Le vent, qui ne se décrète pas mais qui soulève et emporte, dissémine le pollen et disperse les cendres, bouleversant le ciel des rêves et des idées au rythme des nuages, le vent est là, sous une forme ou sous une autre dans toute page vivante, toute page qui respire, condition sine qua non au fait qu’elle s’anime sous nos yeux. À une époque où l’œuvre d’Hélène Cixous demeurait boudée par la grande presse, je n’étais pas loin d’avancer dans la même conférence que la critique, qui a heureusement mille autres raisons d’être, adopte régulièrement la fonction du paravent : tant il est vrai que le vent dérange, au purgatoire des idées reçues.

Lisant, écrivant, cherche-t-on autre chose que se donner de l’air dans le chaos des phrases ? Et, certes, on en vient parfois à se donner de bien grands airs, au galop des mots qui lui aussi ébouriffe, échevelle. N’empêche : la poésie est l’oxygène du langage, tant qu’il est vivant en chacun comme en tous, et l’instant poétique un trou d’air qui, parfois, réussit à faire bouger les lignes de la réalité pour qu’y fulgure un instant du réel, à la verticale du temps socialisé ; alors, en ce bref instant où ils reprennent connaissance comme on ouvre au vent les fenêtres, le poète et son lecteur retrouvent les puissances du souffle et donc de l’âme (du latin anima) dans ce qui nous tient lieu de réalité, si souvent doxique, c’est-à-dire asthmatiforme : « On étouffe, on étouffe, on étouffe / Et on vous regarde / On cherche aussi, nous autres, le Grand Secret », comme, en vérité, n’a pas dit le Poète étonné – puisqu’Henri Michaux, par ailleurs très présent dans ce nouvel essai de Marielle Macé, écrivait, aux dernières lignes du merveilleux « Grand Combat » : « On s’étonne, on s’étonne, on s’étonne / Et on vous regarde / On cherche aussi, nous autres, le Grand Secret. »

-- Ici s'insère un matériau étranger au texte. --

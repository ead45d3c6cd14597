//! Decoding server frames into recognition results.
//!
//! A full response decompresses to `{"result": {"text": "..."}}`. Acks
//! carry nothing actionable. Error responses abuse the sequence field for
//! the numeric error code and put the human-readable message in the
//! payload.

use chrono::{DateTime, Utc};
use serde::Deserialize;
use tracing::{debug, warn};

use crate::protocol::{DecodeError, Frame, MessageType};

/// One recognized utterance.
#[derive(Debug, Clone, PartialEq, Eq)]
pub struct RecognitionResult {
    pub text: String,
    pub received_at: DateTime<Utc>,
}

/// What a decoded server frame amounts to.
#[derive(Debug, Clone, PartialEq, Eq)]
pub enum ServerReply {
    /// Non-empty recognition text.
    Recognized(RecognitionResult),
    /// Acknowledgement; logged only.
    Ack,
    /// Server-reported error: surfaced verbatim, never as a command.
    ServerError { code: i32, message: String },
    /// Decodable frame with nothing actionable (empty text, missing
    /// result field, or a client-side message type echoed back).
    Nothing,
}

#[derive(Deserialize)]
struct ResponsePayload {
    result: Option<ResponseResult>,
}

#[derive(Deserialize)]
struct ResponseResult {
    text: Option<String>,
}

/// Interpret one decoded frame.
///
/// Malformed payloads surface as [`DecodeError::PayloadDecode`]; the
/// receive loop logs and drops them without dying.
pub fn interpret_frame(frame: &Frame) -> Result<ServerReply, DecodeError> {
    match frame.message_type {
        MessageType::FullServerResponse => {
            let payload = frame.decompressed_payload()?;
            let parsed: ResponsePayload = serde_json::from_slice(&payload)
                .map_err(|e| DecodeError::PayloadDecode(format!("json: {e}")))?;

            if frame.sequence < 0 {
                debug!("Server marked the stream finished");
            }

            let text = parsed
                .result
                .and_then(|r| r.text)
                .map(|t| t.trim().to_string())
                .unwrap_or_default();
            if text.is_empty() {
                return Ok(ServerReply::Nothing);
            }
            Ok(ServerReply::Recognized(RecognitionResult {
                text,
                received_at: Utc::now(),
            }))
        }

        MessageType::ServerAck => {
            debug!(sequence = frame.sequence, "Server ack");
            Ok(ServerReply::Ack)
        }

        MessageType::ServerErrorResponse => {
            let code = frame.sequence;
            let payload = frame.decompressed_payload().unwrap_or_default();
            let message = if payload.is_empty() {
                format!("error code {code}")
            } else {
                String::from_utf8_lossy(&payload).into_owned()
            };
            Ok(ServerReply::ServerError { code, message })
        }

        // Client-side message types have no business arriving here.
        other => {
            warn!(?other, "Unexpected message type from server, dropping");
            Ok(ServerReply::Nothing)
        }
    }
}

#[cfg(test)]
mod tests {
    use super::*;
    use crate::protocol::{CompressionMethod, Serialization, FLAG_POS_SEQUENCE};

    fn response_frame(body: &[u8]) -> Frame {
        Frame {
            message_type: MessageType::FullServerResponse,
            flags: FLAG_POS_SEQUENCE,
            serialization: Serialization::Json,
            compression: CompressionMethod::None,
            sequence: 3,
            payload: body.to_vec(),
        }
    }

    #[test]
    fn recognized_text_is_extracted_and_trimmed() {
        let frame = response_frame(r#"{"result":{"text":"  向右 "}}"#.as_bytes());
        match interpret_frame(&frame).unwrap() {
            ServerReply::Recognized(r) => assert_eq!(r.text, "向右"),
            other => panic!("expected Recognized, got {other:?}"),
        }
    }

    #[test]
    fn gzip_compressed_response_decodes() {
        // Build via the client constructor to get real gzip bytes, then
        // rewrite the type to a server response.
        let mut frame = Frame::full_client_request(3, br#"{"result":{"text":"up"}}"#);
        frame.message_type = MessageType::FullServerResponse;
        match interpret_frame(&frame).unwrap() {
            ServerReply::Recognized(r) => assert_eq!(r.text, "up"),
            other => panic!("expected Recognized, got {other:?}"),
        }
    }

    #[test]
    fn empty_or_missing_text_is_nothing() {
        for body in [
            br#"{"result":{"text":""}}"#.as_slice(),
            br#"{"result":{}}"#.as_slice(),
            br#"{}"#.as_slice(),
            br#"{"result":null}"#.as_slice(),
        ] {
            assert_eq!(interpret_frame(&response_frame(body)).unwrap(), ServerReply::Nothing);
        }
    }

    #[test]
    fn malformed_json_is_a_payload_decode_error() {
        let frame = response_frame(b"{{nope");
        assert!(matches!(
            interpret_frame(&frame),
            Err(DecodeError::PayloadDecode(_))
        ));
    }

    #[test]
    fn ack_is_logged_only() {
        let frame = Frame {
            message_type: MessageType::ServerAck,
            flags: FLAG_POS_SEQUENCE,
            serialization: Serialization::Json,
            compression: CompressionMethod::None,
            sequence: 1,
            payload: Vec::new(),
        };
        assert_eq!(interpret_frame(&frame).unwrap(), ServerReply::Ack);
    }

    #[test]
    fn error_frame_carries_code_in_sequence_field() {
        let frame = Frame {
            message_type: MessageType::ServerErrorResponse,
            flags: FLAG_POS_SEQUENCE,
            serialization: Serialization::Json,
            compression: CompressionMethod::None,
            sequence: 45000001,
            payload: b"invalid token".to_vec(),
        };
        match interpret_frame(&frame).unwrap() {
            ServerReply::ServerError { code, message } => {
                assert_eq!(code, 45000001);
                assert_eq!(message, "invalid token");
            }
            other => panic!("expected ServerError, got {other:?}"),
        }
    }

    #[test]
    fn error_frame_with_empty_payload_falls_back_to_the_code() {
        let frame = Frame {
            message_type: MessageType::ServerErrorResponse,
            flags: FLAG_POS_SEQUENCE,
            serialization: Serialization::Json,
            compression: CompressionMethod::None,
            sequence: 429,
            payload: Vec::new(),
        };
        match interpret_frame(&frame).unwrap() {
            ServerReply::ServerError { code, message } => {
                assert_eq!(code, 429);
                assert!(message.contains("429"));
            }
            other => panic!("expected ServerError, got {other:?}"),
        }
    }
}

D’évidence, certains lecteurs s’étonneront surtout que l’on entame ainsi un article sérieux quant au petit livre orange que publie cette rentrée Marielle Macé, Respire, forme brève comme l’étaient les précédents articulant eux aussi politique et esthétique, Nos cabanes (2019) et Sidérer considérer, sous-titré « Migrants en France » (2017).

Mais après tout, puisqu’il faut sans cesse le rappeler, les livres ne sont jamais que ce qu’en font leurs lecteurs : de même qu’une seule partition peut donner lieu à une cacophonie grinçante comme à un merveilleux concert, l’interprète fait le livre (et le regardeur le tableau, disait Duchamp) – cela reste vrai dans la catégorie des essais quand ces derniers se refusent aux normes académiques dominantes, cherchant une autre respiration, une autre manière de respirer : ce qui en appellerait à une « manière d’être », pour glisser d’entrée une référence au livre qui a révélé en 2011 l’essayiste à la belle liberté qu’est Marielle Macé, l’imposant Façons de lire, manières d’être (Gallimard, NRF Essais). De cet essai fondateur, il convient de restituer ne serait-ce que cette présentation brève mais déterminante qu’en donnait alors l’auteure :

« C’est dans la vie ordinaire que les œuvres se tiennent, qu’elles déposent leurs traces et exercent leur force. Il n’y a pas d’un côté la littérature, et de l’autre la vie ; il y a au contraire, dans la vie elle-même, des formes, des élans, des images et des styles qui circulent entre les sujets et les œuvres, qui les exposent, les animent, les affectent. Car les formes littéraires se proposent dans la lecture comme de véritables formes de vie, engageant des conduites, des démarches, des puissances de façonnement et des valeurs existentielles. / Dans l’expérience ordinaire de la littérature, chacun se réapproprie son rapport à soi-même, à son langage, à ses possibles et puise dans la force du style une esthétique. »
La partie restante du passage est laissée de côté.